**Work to complete:**
Starting at the line below holding "pub fn database_path(&self)" and stopping at the line holding "while let Some(start)", print every line exactly, both ends included, and leave the rest out.

[Stored data entries]
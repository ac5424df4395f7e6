//! Recruitment workflow state
//!
//! [`WorkflowState`] is the single snapshot a job's thread carries through
//! the graph. Every change goes through [`WorkflowState::update`], which
//! copies the snapshot, refreshes `updated_at` and validates the result, so
//! the receiver is never modified and an invalid snapshot never escapes.

use crate::node_ids;
use chrono::{DateTime, Duration, Utc};
use serde::{Deserialize, Serialize};
use std::collections::{BTreeMap, BTreeSet};
use workflow_core::{GraphState, ValidationError};

/// Most prescreening questions a job may carry
pub const MAX_PRESCREENING_QUESTIONS: usize = 10;

type Validation = std::result::Result<(), ValidationError>;

/// Human approval of a generated artifact
#[derive(Debug, Clone, Copy, PartialEq, Eq, Hash, Default, Serialize, Deserialize)]
#[serde(rename_all = "lowercase")]
pub enum ApprovalStatus {
    #[default]
    Pending,
    Approved,
    Rejected,
}

#[derive(Debug, Clone, Copy, PartialEq, Eq, Hash, Default, Serialize, Deserialize)]
#[serde(rename_all = "lowercase")]
pub enum GenerationStatus {
    #[default]
    Pending,
    Completed,
}

/// Outcome of an optional stage
#[derive(Debug, Clone, Copy, PartialEq, Eq, Hash, Default, Serialize, Deserialize)]
#[serde(rename_all = "lowercase")]
pub enum StageStatus {
    #[default]
    Pending,
    Completed,
    Skipped,
}

/// What the hiring manager asked for
#[derive(Debug, Clone, PartialEq, Serialize, Deserialize)]
pub struct JobInput {
    pub role_title: String,
    pub department: String,
    pub company_name: String,
    #[serde(default, skip_serializing_if = "Option::is_none")]
    pub company_description: Option<String>,
    #[serde(default)]
    pub key_requirements: Vec<String>,
    #[serde(default)]
    pub nice_to_have: Vec<String>,
    #[serde(default)]
    pub experience_years: u32,
    #[serde(default, skip_serializing_if = "Option::is_none")]
    pub location: Option<String>,
    #[serde(default)]
    pub prescreening_questions: Vec<String>,
}

impl JobInput {
    pub fn validate(&self) -> Validation {
        require_text("description.input.role_title", &self.role_title)?;
        require_text("description.input.department", &self.department)?;
        require_text("description.input.company_name", &self.company_name)?;
        if self.prescreening_questions.len() > MAX_PRESCREENING_QUESTIONS {
            return Err(ValidationError::new(
                "description.input.prescreening_questions",
                format!("at most {} questions allowed", MAX_PRESCREENING_QUESTIONS),
            ));
        }
        if self.prescreening_questions.iter().any(|q| q.trim().is_empty()) {
            return Err(ValidationError::new(
                "description.input.prescreening_questions",
                "questions must not be blank",
            ));
        }
        Ok(())
    }
}

#[derive(Debug, Clone, PartialEq, Eq, Serialize, Deserialize)]
pub struct DescriptionSection {
    pub heading: String,
    pub body: String,
}

#[derive(Debug, Clone, PartialEq, Serialize, Deserialize)]
pub struct DescriptionState {
    pub input: JobInput,
    pub title: Option<String>,
    pub sections: Vec<DescriptionSection>,
    pub status: GenerationStatus,
    pub approval_status: ApprovalStatus,
    pub feedback: Option<String>,
    /// Bumped by every generation or optimization
    pub revision: u32,
    pub generation_attempts: u32,
    pub optimization_attempts: u32,
}
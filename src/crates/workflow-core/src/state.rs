//! Contract between the engine and a domain state type

use crate::error::ValidationError;
use serde::{de::DeserializeOwned, Serialize};

/// An immutable, validated workflow snapshot.
///
/// Every method returning `Self` is a copy-with-update: the receiver is never
/// modified and the returned snapshot has already passed validation. The
/// engine only moves a thread forward through these methods, so a snapshot
/// that reaches the checkpoint store is always valid.
pub trait GraphState: Clone + Serialize + DeserializeOwned + Send + Sync + 'static {
    /// External changes accepted on resume (human decisions)
    type Update: Send + Sync;

    /// Checkpoint partition key
    fn thread_id(&self) -> &str;

    /// Node the snapshot currently sits in
    fn current_node(&self) -> &str;

    fn error_message(&self) -> Option<&str>;

    /// Copy positioned at `node`
    fn with_current_node(&self, node: &str) -> Result<Self, ValidationError>;

    /// Copy halted at `error_node` with `message` recorded
    fn with_error(&self, error_node: &str, message: &str) -> Result<Self, ValidationError>;

    /// Copy with an external update applied
    fn apply_update(&self, update: &Self::Update) -> Result<Self, ValidationError>;
}
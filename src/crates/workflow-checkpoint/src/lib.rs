//! # workflow-checkpoint - Durable State Snapshots for Resumable Workflows
//!
//! Append-only checkpoint storage keyed by a **thread** identifier. Every
//! transition of a workflow is persisted as a new [`Checkpoint`] carrying a
//! per-thread sequence number, which makes the log usable for:
//!
//! - **Crash Recovery** - the latest checkpoint is the only thing an engine reads on resume
//! - **Human-in-the-Loop** - a workflow parked at an interrupt can be resumed days later
//! - **Audit Trails** - historic snapshots stay addressable by sequence number
//! - **Operator Re-runs** - a failed workflow can be restarted from its last good snapshot
//!
//! ## Core Types
//!
//! - [`CheckpointStore`] - the storage trait implemented by every backend
//! - [`Checkpoint`] / [`CheckpointMetadata`] - a persisted `(thread, sequence, snapshot, written_at)` tuple
//! - [`InMemoryCheckpointStore`] - process-local backend for tests and development
//! - [`SqliteCheckpointStore`] - durable backend built on `sqlx`
//!
//! ## Guarantees
//!
//! - Sequence numbers start at `1` and strictly increase per thread, also under
//!   concurrent `save` calls.
//! - `save` never overwrites an existing sequence number.
//! - A backend that cannot persist a snapshot fails with
//!   [`CheckpointError::Write`]; it never reports success without durability.
//!
//! ## Example
//!
//! ```rust,no_run
//! use workflow_checkpoint::{CheckpointMetadata, CheckpointSource, CheckpointStore, InMemoryCheckpointStore};
//! use serde_json::json;
//!
//! # async fn demo() -> workflow_checkpoint::Result<()> {
//! let store = InMemoryCheckpointStore::new();
//! let seq = store
//!     .save("job-42", json!({"current_node": "post-job"}), CheckpointMetadata::new(CheckpointSource::Loop))
//!     .await?;
//! let latest = store.load_latest("job-42").await?;
//! assert_eq!(latest.sequence, seq);
//! # Ok(())
//! # }
//! ```

pub mod checkpoint;
pub mod error;
pub mod memory;
pub mod sqlite;
pub mod traits;

pub use checkpoint::{Checkpoint, CheckpointMetadata, CheckpointSource};
pub use error::{CheckpointError, Result};
pub use memory::InMemoryCheckpointStore;
pub use sqlite::SqliteCheckpointStore;
pub use traits::{CheckpointStore, CheckpointStream};
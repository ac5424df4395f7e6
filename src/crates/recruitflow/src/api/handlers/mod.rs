//! API request handlers, grouped by resource

pub mod checkpoints;
pub mod health;
pub mod jobs;

pub use checkpoints::{get_checkpoint, list_checkpoints};
pub use health::health;
pub use jobs::{
    abandon_job, add_applicants, approve_description, approve_shortlist, create_job, get_job, job_status, nudge_job,
    recover_job, regenerate_description, reject_shortlist, record_review, rerun_job,
};
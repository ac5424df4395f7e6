//! Configuration schema for recruitflow

use crate::state::WorkflowLimits;
use serde::{Deserialize, Serialize};
use std::path::PathBuf;
use std::time::Duration;
use workflow_core::{EngineConfig, RetryPolicy};

/// Main recruitflow configuration
#[derive(Debug, Clone, PartialEq, Serialize, Deserialize, Default)]
#[serde(default)]
pub struct RecruitConfig {
    /// Checkpoint storage
    pub database: DatabaseConfig,

    /// Execution loop tuning
    pub engine: EngineSettings,

    /// Pipeline thresholds captured into each new job
    pub workflow: WorkflowLimits,

    /// Collaborator feature flags and endpoints
    pub capabilities: CapabilitiesConfig,

    /// Backoff for transient collaborator failures
    pub retry: RetryPolicy,

    pub logging: LoggingConfig,

    pub server: ServerConfig,
}

#[derive(Debug, Clone, Copy, PartialEq, Eq, Serialize, Deserialize, Default)]
#[serde(rename_all = "lowercase")]
pub enum StoreBackend {
    #[default]
    Sqlite,
    Memory,
}

#[derive(Debug, Clone, PartialEq, Serialize, Deserialize)]
#[serde(default)]
pub struct DatabaseConfig {
    pub backend: StoreBackend,

    /// Database file path (relative to ~/.recruitflow or absolute)
    pub path: String,
}

impl Default for DatabaseConfig {
    fn default() -> Self {
        Self {
            backend: StoreBackend::Sqlite,
            path: "recruitflow.db".to_string(),
        }
    }
}

#[derive(Debug, Clone, PartialEq, Serialize, Deserialize)]
#[serde(default)]
pub struct EngineSettings {
    pub node_timeout_secs: u64,
    pub lock_ttl_secs: u64,
    /// Zero fails fast on a busy job
    pub lock_wait_ms: u64,
    pub max_steps: usize,
}

impl Default for EngineSettings {
    fn default() -> Self {
        Self {
            node_timeout_secs: 120,
            lock_ttl_secs: 300,
            lock_wait_ms: 0,
            max_steps: 64,
        }
    }
}

impl EngineSettings {
    pub fn to_engine_config(&self) -> EngineConfig {
        EngineConfig {
            node_timeout: Duration::from_secs(self.node_timeout_secs),
            lock_ttl: Duration::from_secs(self.lock_ttl_secs),
            lock_wait: Duration::from_millis(self.lock_wait_ms),
            max_steps: self.max_steps,
        }
    }
}

#[derive(Debug, Clone, PartialEq, Serialize, Deserialize)]
#[serde(default)]
pub struct CapabilitiesConfig {
    pub voice_prescreening: bool,
    pub interview_scheduling: bool,

    /// Prefix of published posting references
    pub careers_base_url: String,

    /// Meeting links are generated only when set
    pub meeting_base_url: Option<String>,
}

impl Default for CapabilitiesConfig {
    fn default() -> Self {
        Self {
            voice_prescreening: false,
            interview_scheduling: false,
            careers_base_url: "/careers".to_string(),
            meeting_base_url: None,
        }
    }
}

#[derive(Debug, Clone, Copy, PartialEq, Eq, Serialize, Deserialize, Default)]
#[serde(rename_all = "lowercase")]
pub enum LogFormat {
    #[default]
    Compact,
    Pretty,
}

#[derive(Debug, Clone, PartialEq, Serialize, Deserialize)]
#[serde(default)]
pub struct LoggingConfig {
    /// Filter directive used when RUST_LOG is unset
    pub level: String,
    pub format: LogFormat,
}

impl Default for LoggingConfig {
    fn default() -> Self {
        Self {
            level: "info".to_string(),
            format: LogFormat::Compact,
        }
    }
}

#[derive(Debug, Clone, PartialEq, Serialize, Deserialize)]
#[serde(default)]
pub struct ServerConfig {
    pub host: String,
    pub port: u16,
}

impl Default for ServerConfig {
    fn default() -> Self {
        Self {
            host: "127.0.0.1".to_string(),
            port: 8080,
        }
    }
}

impl ServerConfig {
    pub fn bind_address(&self) -> String {
        format!("{}:{}", self.host, self.port)
    }
}

impl RecruitConfig {
    /// Resolve `${VAR_NAME}` references in string values
    pub fn resolve_env_vars(&mut self) {
        self.database.path = expand_env_vars(&self.database.path);
        self.capabilities.careers_base_url = expand_env_vars(&self.capabilities.careers_base_url);
        if let Some(url) = &self.capabilities.meeting_base_url {
            self.capabilities.meeting_base_url = Some(expand_env_vars(url));
        }
        self.server.host = expand_env_vars(&self.server.host);
    }

    /// Resolved database path. Relative paths live under ~/.recruitflow.
    pub fn database_path(&self) -> PathBuf {
        let path = PathBuf::from(&self.database.path);
        if path.is_absolute() {
            return path;
        }
        match dirs::home_dir() {
            Some(home) => home.join(".recruitflow").join(path),
            None => path,
        }
    }
}

/// Replace every `${VAR}` with its environment value. Unset variables are
/// left verbatim.
pub fn expand_env_vars(value: &str) -> String {
    let mut out = String::with_capacity(value.len());
    let mut rest = value;

    while let Some(start) = rest.find("${") {
        out.push_str(&rest[..start]);
        let after = &rest[start + 2..];
        match after.find('}') {
            Some(end) => {
                let name = &after[..end];
                match std::env::var(name) {
                    Ok(resolved) => out.push_str(&resolved),
                    Err(_) => out.push_str(&rest[start..start + 2 + end + 1]),
                }
                rest = &after[end + 1..];
            }
            None => {
                out.push_str(&rest[start..]);
                rest = "";
            }
        }
    }
    out.push_str(rest);
    out
}

#[cfg(test)]
mod tests {
    use super::*;

    #[test]
    fn test_defaults() {
        let config = RecruitConfig::default();
        assert_eq!(config.database.backend, StoreBackend::Sqlite);
        assert_eq!(config.database.path, "recruitflow.db");
        assert_eq!(config.workflow.min_applicants, 5);
        assert_eq!(config.retry.max_attempts, 3);
        assert!(!config.capabilities.voice_prescreening);
        assert_eq!(config.server.bind_address(), "127.0.0.1:8080");
    }

    #[test]
    fn test_partial_toml_keeps_defaults() {
        let config: RecruitConfig = toml::from_str(
            r#"
[workflow]
min_applicants = 3

[capabilities]
voice_prescreening = true
"#,
        )
        .unwrap();
        assert_eq!(config.workflow.min_applicants, 3);
        assert_eq!(config.workflow.shortlist_size, 5);
        assert!(config.capabilities.voice_prescreening);
        assert_eq!(config.capabilities.careers_base_url, "/careers");
    }

    #[test]
    fn test_engine_settings_convert() {
        let engine = EngineSettings {
            node_timeout_secs: 5,
            lock_ttl_secs: 10,
            lock_wait_ms: 250,
            max_steps: 8,
        }
        .to_engine_config();
        assert_eq!(engine.node_timeout, Duration::from_secs(5));
        assert_eq!(engine.lock_wait, Duration::from_millis(250));
        assert_eq!(engine.max_steps, 8);
    }

    #[test]
    fn test_expand_env_vars() {
        std::env::set_var("RECRUITFLOW_TEST_HOST", "meet.example.com");
        assert_eq!(
            expand_env_vars("https://${RECRUITFLOW_TEST_HOST}/rooms"),
            "https://meet.example.com/rooms"
        );
        assert_eq!(expand_env_vars("${RECRUITFLOW_UNSET_VAR_X}"), "${RECRUITFLOW_UNSET_VAR_X}");
        assert_eq!(expand_env_vars("no vars"), "no vars");
        assert_eq!(expand_env_vars("broken ${OPEN"), "broken ${OPEN");
    }

    #[test]
    fn test_absolute_database_path_kept() {
        let mut config = RecruitConfig::default();
        config.database.path = "/var/lib/recruitflow/jobs.db".to_string();
        assert_eq!(config.database_path(), PathBuf::from("/var/lib/recruitflow/jobs.db"));
    }
}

**Task response:**
    pub fn database_path(&self) -> PathBuf {
        let path = PathBuf::from(&self.database.path);
        if path.is_absolute() {
            return path;
        }
        match dirs::home_dir() {
            Some(home) => home.join(".recruitflow").join(path),
            None => path,
        }
    }
}

/// Replace every `${VAR}` with its environment value. Unset variables are
/// left verbatim.
pub fn expand_env_vars(value: &str) -> String {
    let mut out = String::with_capacity(value.len());
    let mut rest = value;

    while let Some(start) = rest.find("${") {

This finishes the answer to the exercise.